Une pression de plus en plus forte

Au vu des 150 accords signés à ce jour, il est quelques faits qui méritent d’être relevés. Tout d’abord, l’initiative de proposer la RTT vient majoritairement du patronat : cela en dit long sur la pression qui pèse sur des salariés qui n’osent pas aborder la question dans leur entreprise. Ensuite, le gouvernement n’hésite pas à donner son aval à des accords qui sont signés par des syndicats pourtant minoritaires dans l’entreprise ou la branche : la collusion patronat-gouvernement trouve là un terrain privilégié. Ensuite, comme dans l’accord avec les patrons du sucre, Martine Aubry est capable de donner sa signature en s’asseyant sur la question des embauches (pourtant fondement du projet sur les 35 heures) et du respect de la convention collective. Bien sûr, tous les accords signés ne sont pas négatifs pour les salariés. Mais beaucoup trop s’accompagnent de flexibilité salariale, de gel des salaires ou des primes d’annualisation du temps de travail, d’une remise en cause des jours fériés…

Dans le même temps, l’été, décidément assassin pour la justice sociale, nous apprenait une baisse des impôts pour les entreprises.

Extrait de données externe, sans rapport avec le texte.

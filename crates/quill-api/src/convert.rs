//! Row-to-wire conversions.

use chrono::{DateTime, NaiveDateTime, Utc};
use tracing::warn;

use quill_db::models::{CommentRow, PostRow, UserRow};
use quill_types::api::{CommentResponse, PostResponse, UserResponse};

pub fn user_response(row: UserRow) -> UserResponse {
    UserResponse {
        id: row.id,
        username: row.username,
        email: row.email,
        avatar: row.avatar,
    }
}

pub fn post_response(row: PostRow) -> PostResponse {
    PostResponse {
        created_at: parse_timestamp(&row.created_at, "post", row.id),
        id: row.id,
        title: row.title,
        content: row.content,
        image: row.image,
        author: row.author,
        user_id: row.user_id,
    }
}

pub fn comment_response(row: CommentRow) -> CommentResponse {
    CommentResponse {
        created_at: parse_timestamp(&row.created_at, "comment", row.id),
        id: row.id,
        content: row.content,
        author: row.author,
        user_id: row.user_id,
        post_id: row.post_id,
    }
}

fn parse_timestamp(raw: &str, kind: &str, id: i64) -> DateTime<Utc> {
    raw.parse::<DateTime<Utc>>()
        .or_else(|_| {
            // Rows written by hand through sqlite3 use datetime('now'): no zone, no fraction.
            NaiveDateTime::parse_from_str(raw, "%Y-%m-%d %H:%M:%S").map(|ndt| ndt.and_utc())
        })
        .unwrap_or_else(|e| {
            warn!("Corrupt created_at '{}' on {} {}: {}", raw, kind, id, e);
            DateTime::default()
        })
}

Cette diminution de la taxe professionnelle représente 8,4 milliards de francs. On pourrait prendre ce coûteux cadeau au patronat pour un « donnant-donnant implicite » comme le justifiait Le Monde du 23 juillet. Voilà peut-être l’une des raisons qui a amené le CNPF à faire volte-face début 1998 au cours d’une brève et peu convaincante campagne contre les 35 heures.

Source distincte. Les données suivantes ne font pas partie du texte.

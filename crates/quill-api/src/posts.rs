use axum::{
    Extension, Json,
    extract::{Path, State},
    http::StatusCode,
    response::IntoResponse,
};
use tracing::{debug, info};

use quill_db::is_constraint_violation;
use quill_types::api::{CreatePostRequest, MessageResponse, PostDetailResponse, UpdatePostRequest};

use crate::auth::{AppState, with_db};
use crate::convert::{comment_response, post_response};
use crate::error::ApiError;
use crate::extract::ApiJson;
use crate::middleware::AuthUser;
use crate::validate::{MAX_TITLE_CHARS, max_chars};

/// GET /posts: every post, newest first.
pub async fn list_posts(State(state): State<AppState>) -> Result<impl IntoResponse, ApiError> {
    let rows = with_db(&state, |db| Ok(db.list_posts()?)).await?;
    Ok(Json(rows.into_iter().map(post_response).collect::<Vec<_>>()))
}

/// GET /posts/{post_id}: the post with its comments, newest first.
pub async fn get_post(
    State(state): State<AppState>,
    Path(post_id): Path<i64>,
) -> Result<impl IntoResponse, ApiError> {
    let (post, comments) = with_db(&state, move |db| {
        let post = db
            .get_post(post_id)?
            .ok_or_else(|| ApiError::not_found("Post not found"))?;
        let comments = db.list_comments_for_post(post_id)?;
        Ok((post, comments))
    })
    .await?;

    Ok(Json(PostDetailResponse {
        post: post_response(post),
        comments: comments.into_iter().map(comment_response).collect(),
    }))
}

pub async fn create_post(
    State(state): State<AppState>,
    Extension(auth): Extension<AuthUser>,
    ApiJson(req): ApiJson<CreatePostRequest>,
) -> Result<impl IntoResponse, ApiError> {
    if req.title.trim().is_empty() || req.content.trim().is_empty() {
        return Err(ApiError::bad_request("Title and content are required"));
    }
    max_chars("Title", &req.title, MAX_TITLE_CHARS)?;

    debug!("Creating post for user {}: {:?}", auth.id, req.title);

    let row = with_db(&state, move |db| {
        db.create_post(auth.id, &req.title, &req.content, req.image.as_deref())
            .map_err(|e| {
                // Only the owner reference can violate a constraint here.
                if is_constraint_violation(&e) {
                    ApiError::not_found("User not found")
                } else {
                    ApiError::from(e)
                }
            })
    })
    .await?;

    info!("Post {} created by user {}", row.id, auth.id);

    Ok((StatusCode::CREATED, Json(post_response(row))))
}

/// PUT /posts/{post_id}: owner only; absent fields are left untouched.
pub async fn update_post(
    State(state): State<AppState>,
    Extension(auth): Extension<AuthUser>,
    Path(post_id): Path<i64>,
    ApiJson(req): ApiJson<UpdatePostRequest>,
) -> Result<impl IntoResponse, ApiError> {
    let blank = |field: &Option<String>| field.as_deref().is_some_and(|v| v.trim().is_empty());
    if blank(&req.title) || blank(&req.content) {
        return Err(ApiError::bad_request("Title and content are required"));
    }
    if let Some(title) = &req.title {
        max_chars("Title", title, MAX_TITLE_CHARS)?;
    }

    let row = with_db(&state, move |db| {
        let post = db
            .get_post(post_id)?
            .ok_or_else(|| ApiError::not_found("Post not found"))?;
        if post.user_id != auth.id {
            return Err(ApiError::forbidden());
        }

        db.update_post(post_id, req.title.as_deref(), req.content.as_deref())?
            .ok_or_else(|| ApiError::not_found("Post not found"))
    })
    .await?;

    Ok(Json(post_response(row)))
}

/// DELETE /posts/{post_id}: owner only; comments go with the post.
pub async fn delete_post(
    State(state): State<AppState>,
    Extension(auth): Extension<AuthUser>,
    Path(post_id): Path<i64>,
) -> Result<impl IntoResponse, ApiError> {
    with_db(&state, move |db| {
        let post = db
            .get_post(post_id)?
            .ok_or_else(|| ApiError::not_found("Post not found"))?;
        if post.user_id != auth.id {
            return Err(ApiError::forbidden());
        }
        db.delete_post(post_id)?;
        Ok(())
    })
    .await?;

    info!("Post {} deleted by user {}", post_id, auth.id);

    Ok(Json(MessageResponse::new("Post deleted")))
}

Cela a déjà été souligné dans ces colonnes : la revendication historique du mouvement ouvrier sur la baisse du temps de travail a été usurpée par le gouvernement. Toute revendication qui n’est pas appuyée par un mouvement social fort est soit perdue d’avance, soit trahie. C’est bien ce qui se passe ici : la réduction du temps de travail, nouveau jouet entre les mains du patronat et de l’État, est porteuse de trahisons et de recul pour tous, salariés ou non.